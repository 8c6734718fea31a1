//! Default TOML config template with inline documentation comments.

/// Generate the default TOML config content with comments.
pub(crate) fn default_config_toml() -> String {
    r##"# Spheroid Configuration
# Only override what you want to change -- missing fields use defaults.

[deformer]
# base_radius = 200.0       # > 0
# amplitude_min = 0.0       # slider range for every mode
# amplitude_max = 50.0
# amplitude_step = 1.0      # change per key press
# initial_preset = "Default"  # Sphere, Default, Blobby, Spiky, Twisted, Organic, or a user preset

# [[deformer.extra_modes]]
# name = "Bulge"
# description = "Single equatorial bulge"
# amplitude = 0.0
# kind = { type = "harmonic", theta_freq = 1.0, phi_freq = 1.0 }
#   type: harmonic, cosine_harmonic (theta_freq, phi_freq), mixed_harmonic, noise (scale)

[renderer]
# light_direction = [0.5, -0.5, 0.7]   # normalized on load
# depth = 1.5               # 0-10, 0 = orthographic
# resolution_theta = 40     # 1-512
# resolution_phi = 20       # 1-512
# background = "#000000"
# outline = "rgba(255,255,255,25)"

[camera]
# orbit_radius = 500.0
# orbit_speed = 0.25        # radians per second
# rotation_x = 20.0
# rotation_speed = 0.0      # units per second

[display]
# width = 480               # headless surface, 8-4096
# height = 480
# cell_pixels = 4           # surface pixels per terminal column, 1-16
# fps = 30                  # 1-240

[logging]
# level = "INFO"            # DEBUG, INFO, WARNING, ERROR
# file = "/tmp/spheroid.log"

# [[presets]]
# name = "Mine"
# amplitudes = [20.0, 10.0, 5.0, 0.0, 0.0, 0.0, 0.0]
"##
    .to_string()
}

****************************************

** REQUIREMENT **
Copy from the line with "INFO, WARNING, ERROR" to the final line of the records, inclusive, and add nothing else.

** ANSWER BELOW **
# level = "INFO"            # DEBUG, INFO, WARNING, ERROR
# file = "/tmp/spheroid.log"

# [[presets]]
# name = "Mine"
# amplitudes = [20.0, 10.0, 5.0, 0.0, 0.0, 0.0, 0.0]
"##
    .to_string()
}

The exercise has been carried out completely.